▶ **Your goal**
In the data below, locate each line with the word "CacheConfig" and list it.

▶ **Supplied data**
- - -
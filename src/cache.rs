use crate::error::CacheError;
use crate::key::CacheKey;
use async_trait::async_trait;
use bytes::Bytes;
use dashmap::DashMap;
use std::io::ErrorKind;
use std::path::{Path, PathBuf};
use std::sync::atomic::{AtomicU64, Ordering};
use tracing::{debug, warn};

/// A key-value byte-blob store for transformed response bodies.
///
/// Shared read/write by every in-flight response. Entries are never
/// invalidated; they live as long as the backing store does. Two concurrent
/// misses for the same key may both transform and both `put` — duplicate
/// work, not corruption, because `put` is idempotent and atomic at
/// single-entry granularity.
#[async_trait]
pub trait CacheStore: Send + Sync {
    /// Looks up a cached body. `Ok(None)` is a clean miss.
    async fn get(&self, key: &CacheKey) -> Result<Option<Bytes>, CacheError>;

    /// Stores a transformed body under the key.
    async fn put(&self, key: &CacheKey, body: Bytes) -> Result<(), CacheError>;
}

/// Selects the cache backend at construction time.
#[derive(Debug, Clone, Default)]
pub enum CacheConfig {
    /// In-process volatile cache, lost on restart.
    #[default]
    Memory,
    /// One file per key under the given directory.
    Dir(PathBuf),
}

/// Builds the configured store. A `Dir` whose directory is not writable
/// degrades to [`MemoryCache`] with one warning; construction never fails.
pub(crate) fn build_store(config: &CacheConfig) -> std::sync::Arc<dyn CacheStore> {
    match config {
        CacheConfig::Memory => std::sync::Arc::new(MemoryCache::new()),
        CacheConfig::Dir(dir) => match FileCache::open(dir) {
            Ok(cache) => std::sync::Arc::new(cache),
            Err(err) => {
                warn!(
                    dir = %dir.display(),
                    error = %err,
                    "cache directory is not writable, falling back to in-memory cache"
                );
                std::sync::Arc::new(MemoryCache::new())
            }
        },
    }
}

/// The volatile in-process cache. Unbounded; no eviction.
#[derive(Debug, Default)]
pub struct MemoryCache {
    entries: DashMap<CacheKey, Bytes>,
}

impl MemoryCache {
    /// Creates an empty cache.
    pub fn new() -> Self {
        Self::default()
    }
}

#[async_trait]
impl CacheStore for MemoryCache {
    async fn get(&self, key: &CacheKey) -> Result<Option<Bytes>, CacheError> {
        Ok(self.entries.get(key).map(|entry| entry.value().clone()))
    }

    async fn put(&self, key: &CacheKey, body: Bytes) -> Result<(), CacheError> {
        self.entries.insert(key.clone(), body);
        Ok(())
    }
}

/// The durable file-backed cache: one file per key, named by the key's hex
/// digest, body bytes as the entire file content.
///
/// `put` writes to a uniquely named `.tmp` sibling and renames it over the
/// final path, so a reader never observes a partially written entry.
/// Concurrent writers for the same key each rename their own private file;
/// last rename wins with a complete body either way. A crash leaves at worst
/// a stale `.tmp` file, never a corrupt entry.
#[derive(Debug)]
pub struct FileCache {
    dir: PathBuf,
}

impl FileCache {
    /// Opens the cache at the given directory, probing that it is writable.
    pub fn open(dir: impl AsRef<Path>) -> Result<Self, CacheError> {
        let dir = dir.as_ref().to_path_buf();
        let probe = dir.join(".write-probe.tmp");
        std::fs::write(&probe, b"probe")?;
        std::fs::remove_file(&probe)?;
        Ok(Self { dir })
    }

    fn entry_path(&self, key: &CacheKey) -> PathBuf {
        self.dir.join(key.as_hex())
    }
}

#[async_trait]
impl CacheStore for FileCache {
    async fn get(&self, key: &CacheKey) -> Result<Option<Bytes>, CacheError> {
        match tokio::fs::read(self.entry_path(key)).await {
            Ok(body) => Ok(Some(Bytes::from(body))),
            Err(err) if err.kind() == ErrorKind::NotFound => Ok(None),
            Err(err) => Err(err.into()),
        }
    }

    async fn put(&self, key: &CacheKey, body: Bytes) -> Result<(), CacheError> {
        // Two concurrent puts for the same key must never share a temp
        // inode, or one could rename a file the other is still writing.
        static TMP_SEQ: AtomicU64 = AtomicU64::new(0);
        let final_path = self.entry_path(key);
        let tmp_path = self.dir.join(format!(
            "{}.{}.{}.tmp",
            key.as_hex(),
            std::process::id(),
            TMP_SEQ.fetch_add(1, Ordering::Relaxed),
        ));
        tokio::fs::write(&tmp_path, &body).await?;
        tokio::fs::rename(&tmp_path, &final_path).await?;
        debug!(key = %key, bytes = body.len(), "cached transformed body");
        Ok(())
    }
}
- - -
▶ **Your response**
pub enum CacheConfig {
pub(crate) fn build_store(config: &CacheConfig) -> std::sync::Arc<dyn CacheStore> {
        CacheConfig::Memory => std::sync::Arc::new(MemoryCache::new()),
        CacheConfig::Dir(dir) => match FileCache::open(dir) {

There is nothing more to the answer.